Saved data entries -
—————

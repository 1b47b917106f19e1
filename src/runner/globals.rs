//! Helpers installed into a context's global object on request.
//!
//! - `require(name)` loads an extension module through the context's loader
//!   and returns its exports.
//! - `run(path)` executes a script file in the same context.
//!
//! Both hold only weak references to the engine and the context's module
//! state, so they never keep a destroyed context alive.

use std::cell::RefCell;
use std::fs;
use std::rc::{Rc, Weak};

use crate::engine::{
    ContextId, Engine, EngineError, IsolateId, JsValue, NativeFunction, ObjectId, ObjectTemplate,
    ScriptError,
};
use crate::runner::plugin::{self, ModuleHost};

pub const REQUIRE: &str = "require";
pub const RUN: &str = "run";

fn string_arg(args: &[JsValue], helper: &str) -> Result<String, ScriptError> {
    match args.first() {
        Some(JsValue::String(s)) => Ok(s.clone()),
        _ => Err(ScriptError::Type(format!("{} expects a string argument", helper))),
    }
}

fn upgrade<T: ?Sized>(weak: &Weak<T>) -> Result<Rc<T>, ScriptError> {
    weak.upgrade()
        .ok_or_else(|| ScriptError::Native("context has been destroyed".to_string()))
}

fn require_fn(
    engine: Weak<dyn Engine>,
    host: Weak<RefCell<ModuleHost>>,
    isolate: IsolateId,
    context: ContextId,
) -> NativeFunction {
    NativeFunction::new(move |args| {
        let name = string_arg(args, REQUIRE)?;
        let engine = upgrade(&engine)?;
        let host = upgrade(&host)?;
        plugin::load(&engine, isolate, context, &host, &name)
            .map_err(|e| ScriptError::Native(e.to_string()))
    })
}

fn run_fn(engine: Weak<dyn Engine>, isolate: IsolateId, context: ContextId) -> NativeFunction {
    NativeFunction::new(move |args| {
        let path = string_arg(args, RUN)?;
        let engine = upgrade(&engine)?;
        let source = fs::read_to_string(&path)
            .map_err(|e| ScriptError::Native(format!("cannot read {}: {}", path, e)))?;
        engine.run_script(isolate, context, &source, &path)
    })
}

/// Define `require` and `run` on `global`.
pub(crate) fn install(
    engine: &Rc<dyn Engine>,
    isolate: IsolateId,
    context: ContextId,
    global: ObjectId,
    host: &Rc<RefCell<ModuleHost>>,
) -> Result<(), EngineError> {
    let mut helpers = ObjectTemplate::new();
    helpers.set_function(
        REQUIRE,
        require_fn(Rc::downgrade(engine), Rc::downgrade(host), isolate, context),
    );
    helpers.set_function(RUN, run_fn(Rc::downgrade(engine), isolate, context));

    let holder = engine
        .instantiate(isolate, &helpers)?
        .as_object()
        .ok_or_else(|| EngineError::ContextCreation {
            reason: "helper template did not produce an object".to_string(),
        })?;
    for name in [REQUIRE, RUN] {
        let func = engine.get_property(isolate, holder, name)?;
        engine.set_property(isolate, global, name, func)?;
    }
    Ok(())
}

—————

ASSIGNED TASK -
Could you reproduce the lines above, from the one that holds "plugin::load(&engine, isolate, context, &host, &name)" through the last, exactly as they stand?

ANSWER FOR THE TASK -
        plugin::load(&engine, isolate, context, &host, &name)
            .map_err(|e| ScriptError::Native(e.to_string()))
    })
}

fn run_fn(engine: Weak<dyn Engine>, isolate: IsolateId, context: ContextId) -> NativeFunction {
    NativeFunction::new(move |args| {
        let path = string_arg(args, RUN)?;
        let engine = upgrade(&engine)?;
        let source = fs::read_to_string(&path)
            .map_err(|e| ScriptError::Native(format!("cannot read {}: {}", path, e)))?;
        engine.run_script(isolate, context, &source, &path)
    })
}

/// Define `require` and `run` on `global`.
pub(crate) fn install(
    engine: &Rc<dyn Engine>,
    isolate: IsolateId,
    context: ContextId,
    global: ObjectId,
    host: &Rc<RefCell<ModuleHost>>,
) -> Result<(), EngineError> {
    let mut helpers = ObjectTemplate::new();
    helpers.set_function(
        REQUIRE,
        require_fn(Rc::downgrade(engine), Rc::downgrade(host), isolate, context),
    );
    helpers.set_function(RUN, run_fn(Rc::downgrade(engine), isolate, context));

    let holder = engine
        .instantiate(isolate, &helpers)?
        .as_object()
        .ok_or_else(|| EngineError::ContextCreation {
            reason: "helper template did not produce an object".to_string(),
        })?;
    for name in [REQUIRE, RUN] {
        let func = engine.get_property(isolate, holder, name)?;
        engine.set_property(isolate, global, name, func)?;
    }
    Ok(())
}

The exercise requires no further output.